The park was part of this land, bequeathed as a public plaza by Esther after Amos died in a shipwreck at the mouth of the Columbia. Some of her other land is now the Port of Vancouver. Esther Short Park's The Pioneer Mother Memorial (1928) was sculpted by Avard Fairbanks.

==Contemporary development==
Before the last decade or so, downtown Vancouver was in serious economic decline, and the park was mainly home to transients. A 1996 Columbian article named the park as the nucleus of the majority of emergency 911 calls in the city. As part of the push for revitalization by mayor Royce Pollard and others, the park received $5.67 million in direct aid, and investment of $220 million of capital funded a slew of development in and surrounding the park. This movement to revamp the park is widely believed to have been jump started by a 1997 incident involving Pollard at a series of social events he designed to make the park a family-friendly gathering place.

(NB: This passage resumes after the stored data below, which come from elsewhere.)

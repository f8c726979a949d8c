use std::fmt::Display;
use std::fmt::Formatter;
use std::fmt::Result as FmtResult;
use std::time::Duration;

pub const STX: u8 = 13;
pub const BAUD_RATE: u32 = 2400;
pub const DEFAULT_ADDRESS: CardAddress = 1;

/// Address of a card on the shared bus.
pub type CardAddress = u8;

#[derive(Copy, Clone, Debug, Hash, PartialEq, Eq, PartialOrd, Ord)]
pub enum Instruction {
    SetRelay,
    ClearRelay,
    ToggleRelay,
    SetAddress,
    SendByte,
    EmergencyStop,
    ForceAddress,
    DisplayAddress,
}

impl Instruction {
    pub fn code(&self) -> u8 {
        match self {
            Instruction::SetRelay => b'S',
            Instruction::ClearRelay => b'C',
            Instruction::ToggleRelay => b'T',
            Instruction::SetAddress => b'A',
            Instruction::SendByte => b'B',
            Instruction::EmergencyStop => b'E',
            Instruction::ForceAddress => b'F',
            Instruction::DisplayAddress => b'D',
        }
    }
}

/// Relay 1-8, or 9 for every relay of a card.
#[derive(Copy, Clone, Debug, Hash, PartialEq, Eq, PartialOrd, Ord)]
pub struct RelayIndex(u8);

impl RelayIndex {
    pub const ALL: RelayIndex = RelayIndex(9);

    pub fn new(relay: u8) -> Option<RelayIndex> {
        match relay {
            1..=9 => Some(RelayIndex(relay)),
            _ => None,
        }
    }

    pub fn get(&self) -> u8 {
        self.0
    }

    /// Data byte of set/clear/toggle frames, the relay as ASCII digit.
    pub fn data_byte(&self) -> u8 {
        self.0 + b'0'
    }
}

impl Display for RelayIndex {
    fn fmt(&self, f: &mut Formatter<'_>) -> FmtResult {
        write!(f, "{}", self.0)
    }
}

/// One transmission to the card: `[STX, address, instruction, data, checksum]`.
#[derive(Copy, Clone, Debug, Hash, PartialEq, Eq)]
pub struct Frame([u8; 5]);

impl Frame {
    pub fn new(address: CardAddress, instruction: Instruction, data: u8) -> Frame {
        let instruction = instruction.code();
        Frame([
            STX,
            address,
            instruction,
            data,
            checksum(address, instruction, data),
        ])
    }

    pub fn address(&self) -> CardAddress {
        self.0[1]
    }

    pub fn instruction(&self) -> u8 {
        self.0[2]
    }

    pub fn data(&self) -> u8 {
        self.0[3]
    }

    pub fn checksum(&self) -> u8 {
        self.0[4]
    }

    pub fn as_bytes(&self) -> &[u8; 5] {
        &self.0
    }
}

impl Display for Frame {
    fn fmt(&self, f: &mut Formatter<'_>) -> FmtResult {
        let [stx, address, instruction, data, checksum] = self.0;
        write!(
            f,
            "[{:02X} {:02X} {:02X} {:02X} {:02X}]",
            stx, address, instruction, data, checksum
        )
    }
}

pub fn checksum(address: u8, instruction: u8, data: u8) -> u8 {
    243u8
        .wrapping_sub(instruction)
        .wrapping_sub(data)
        .wrapping_sub(address)
}

/// Every frame is written `repeat + 1` times with `wait` after each write.
#[derive(Copy, Clone, Debug, Default, PartialEq, Eq)]
pub struct DriverConfig {
    pub repeat: u32,
    pub wait: Duration,
}

impl DriverConfig {
    pub fn new(repeat: u32, wait: Duration) -> DriverConfig {
        DriverConfig { repeat, wait }
    }

    pub fn transmissions(&self) -> u32 {
        self.repeat.saturating_add(1)
    }
}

According to reports, a transient individual pushed Pollard in the back with a shopping cart, and made threatening comments warning him to leave. The man was arrested, and henceforth public interest and support in reclaiming the park surged. In the summer of 2007, the property received the "Development of Excellence" award from the Urban Land Institute of Oregon and Southwest Washington. It was also honored as one of the nation's "ten great public spaces" by the American Planning Association for 2013.